_Exercise requirements_
In your answer, reproduce exactly the lines from the beginning of the listing below through the one containing "cannot classify collapses", and only those lines.
---------- Information shown ----------
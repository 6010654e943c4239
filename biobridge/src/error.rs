//! Unified error types for biobridge.
//!
//! Two families live here:
//!
//! - [`ProviderRpcError`] is the only error that ever crosses the wire. Its
//!   [`ErrorCode`] is drawn from a fixed, published table; anything the host
//!   cannot classify collapses to [`ErrorCode::InternalError`].
//! - [`BridgeError`] and its per-module siblings are local errors raised by
//!   the Rust API itself (attach twice, closed port, bad config file, ...).

use serde::{Deserialize, Serialize};
use std::fmt;

// ============================================================================
// Wire Error Codes
// ============================================================================

/// The published provider error code table.
#[derive(Debug, Clone, Copy, PartialEq, Eq, Hash, Serialize, Deserialize)]
#[serde(from = "i64", into = "i64")]
pub enum ErrorCode {
    /// The user rejected the request.
    UserRejected,
    /// The requested method and/or account has not been authorized.
    Unauthorized,
    /// The provider does not support the requested method.
    UnsupportedMethod,
    /// The provider is disconnected from all chains.
    Disconnected,
    /// The provider is not connected to the requested chain.
    ChainDisconnected,
    /// Internal JSON-RPC error.
    InternalError,
    /// Invalid method parameters.
    InvalidParams,
    /// The method does not exist.
    MethodNotFound,
}

impl ErrorCode {
    /// Every code in the table, in publication order.
    pub const ALL: [Self; 8] = [
        Self::UserRejected,
        Self::Unauthorized,
        Self::UnsupportedMethod,
        Self::Disconnected,
        Self::ChainDisconnected,
        Self::InternalError,
        Self::InvalidParams,
        Self::MethodNotFound,
    ];

    /// Numeric value of the code.
    #[must_use]
    pub const fn as_i64(self) -> i64 {
        match self {
            Self::UserRejected => 4001,
            Self::Unauthorized => 4100,
            Self::UnsupportedMethod => 4200,
            Self::Disconnected => 4900,
            Self::ChainDisconnected => 4901,
            Self::InternalError => -32603,
            Self::InvalidParams => -32602,
            Self::MethodNotFound => -32601,
        }
    }

    /// Default human-readable message for the code.
    #[must_use]
    pub const fn default_message(self) -> &'static str {
        match self {
            Self::UserRejected => "User rejected the request",
            Self::Unauthorized => "The requested method has not been authorized by the user",
            Self::UnsupportedMethod => "The provider does not support the requested method",
            Self::Disconnected => "The provider is disconnected",
            Self::ChainDisconnected => "The provider is not connected to the requested chain",
            Self::InternalError => "Internal error",
            Self::InvalidParams => "Invalid method parameters",
            Self::MethodNotFound => "The method does not exist",
        }
    }
}

impl From<i64> for ErrorCode {
    fn from(code: i64) -> Self {
        Self::ALL
            .into_iter()
            .find(|known| known.as_i64() == code)
            .unwrap_or(Self::InternalError)
    }
}

impl From<ErrorCode> for i64 {
    fn from(code: ErrorCode) -> Self {
        code.as_i64()
    }
}

impl fmt::Display for ErrorCode {
    fn fmt(&self, f: &mut fmt::Formatter<'_>) -> fmt::Result {
        write!(f, "{}", self.as_i64())
    }
}

// ============================================================================
// Wire Error
// ============================================================================

/// Error object carried by a response: `{code, message, data?}`.
#[derive(Debug, Clone, PartialEq, Eq, thiserror::Error, Serialize, Deserialize)]
#[error("{message} (code {code})")]
pub struct ProviderRpcError {
    /// Error code from the published table.
    pub code: ErrorCode,
    /// Human-readable message.
    pub message: String,
    /// Optional structured detail.
    #[serde(default, skip_serializing_if = "Option::is_none")]
    pub data: Option<serde_json::Value>,
}

impl ProviderRpcError {
    /// Create an error with the code's default message.
    #[must_use]
    pub fn new(code: ErrorCode) -> Self {
        Self {
            code,
            message: code.default_message().to_string(),
            data: None,
        }
    }

    /// Create an error with a custom message.
    #[must_use]
    pub fn with_message(code: ErrorCode, message: impl Into<String>) -> Self {
        Self {
            code,
            message: message.into(),
            data: None,
        }
    }

    /// Attach structured data.
    #[must_use]
    pub fn with_data(mut self, data: serde_json::Value) -> Self {
        self.data = Some(data);
        self
    }

    /// 4001.
    #[must_use]
    pub fn user_rejected() -> Self {
        Self::new(ErrorCode::UserRejected)
    }

    /// 4100.
    #[must_use]
    pub fn unauthorized() -> Self {
        Self::new(ErrorCode::Unauthorized)
    }

    /// 4200 for the named method.
    #[must_use]
    pub fn unsupported_method(method: &str) -> Self {
        Self::with_message(
            ErrorCode::UnsupportedMethod,
            format!("The provider does not support the method '{method}'"),
        )
    }

    /// 4900.
    #[must_use]
    pub fn disconnected() -> Self {
        Self::new(ErrorCode::Disconnected)
    }

    /// 4901.
    #[must_use]
    pub fn chain_disconnected() -> Self {
        Self::new(ErrorCode::ChainDisconnected)
    }

    /// -32603 with the generic message.
    #[must_use]
    pub fn internal() -> Self {
        Self::new(ErrorCode::InternalError)
    }

    /// -32602 with a description of what was wrong.
    #[must_use]
    pub fn invalid_params(detail: impl Into<String>) -> Self {
        Self::with_message(ErrorCode::InvalidParams, detail)
    }

    /// -32601 for the named method.
    #[must_use]
    pub fn method_not_found(method: &str) -> Self {
        Self::with_message(
            ErrorCode::MethodNotFound,
            format!("The method '{method}' does not exist"),
        )
    }

    /// A confirmation prompt of the given kind is already active.
    ///
    /// Uses -32603 so the code stays within the table; callers distinguish it
    /// through [`is_busy`](Self::is_busy).
    #[must_use]
    pub fn busy(prompt: &str) -> Self {
        Self::with_message(
            ErrorCode::InternalError,
            format!("A {prompt} confirmation is already pending"),
        )
        .with_data(serde_json::json!({ "reason": "busy", "prompt": prompt }))
    }

    /// Whether this is a busy rejection produced by [`busy`](Self::busy).
    #[must_use]
    pub fn is_busy(&self) -> bool {
        self.code == ErrorCode::InternalError
            && self
                .data
                .as_ref()
                .and_then(|d| d.get("reason"))
                .and_then(serde_json::Value::as_str)
                == Some("busy")
    }
}

impl From<ErrorCode> for ProviderRpcError {
    fn from(code: ErrorCode) -> Self {
        Self::new(code)
    }
}

/// Result of a provider request.
pub type RpcResult<T> = std::result::Result<T, ProviderRpcError>;

// ============================================================================
// Main Error Type
// ============================================================================

/// The main error type for local biobridge operations.
#[derive(Debug, thiserror::Error)]
pub enum BridgeError {
    /// Transport / port error.
    #[error("transport: {0}")]
    Transport(#[from] TransportError),

    /// Configuration error.
    #[error("config: {0}")]
    Config(#[from] ConfigError),

    /// A provider request failed.
    #[error("rpc: {0}")]
    Rpc(#[from] ProviderRpcError),

    /// The bridge already serves a miniapp.
    #[error("bridge already attached to '{0}'")]
    AlreadyAttached(String),

    /// The bridge is not attached.
    #[error("bridge is not attached")]
    NotAttached,

    /// The provider slot already holds a runtime.
    #[error("provider slot already initialized")]
    SlotOccupied,
}

impl BridgeError {
    /// Create a config error from a string.
    #[inline]
    pub fn config(msg: impl Into<String>) -> Self {
        Self::Config(ConfigError::Invalid(msg.into()))
    }
}

/// Result type alias for biobridge operations.
pub type Result<T> = std::result::Result<T, BridgeError>;

// ============================================================================
// Transport Errors
// ============================================================================

/// Error type for port and transport operations.
#[derive(Debug, Clone, PartialEq, Eq, thiserror::Error)]
pub enum TransportError {
    /// The port has been closed.
    #[error("port closed")]
    Closed,

    /// The frame could not be encoded.
    #[error("encode failed: {0}")]
    Encode(String),
}

/// Result type for transport operations.
pub type TransportResult<T> = std::result::Result<T, TransportError>;

// ============================================================================
// Configuration Errors
// ============================================================================

/// Error type for configuration operations.
#[derive(Debug, thiserror::Error)]
pub enum ConfigError {
    /// IO error.
    #[error("io: {0}")]
    Io(#[from] std::io::Error),

    /// JSON parsing error.
    #[error("parse: {0}")]
    Parse(#[from] serde_json::Error),

    /// Invalid value.
    #[error("invalid: {0}")]
    Invalid(String),
}

impl ConfigError {
    /// Create an invalid value error.
    #[inline]
    pub fn invalid(msg: impl Into<String>) -> Self {
        Self::Invalid(msg.into())
    }
}

/// Result type for configuration operations.
pub type ConfigResult<T> = std::result::Result<T, ConfigError>;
----------
_Exercise output_
repository 6010654e943c4239
filename biobridge/src/error.rs
//! Unified error types for biobridge.
//!
//! Two families live here:
//!
//! - [`ProviderRpcError`] is the only error that ever crosses the wire. Its
//!   [`ErrorCode`] is drawn from a fixed, published table; anything the host
//!   cannot classify collapses to [`ErrorCode::InternalError`].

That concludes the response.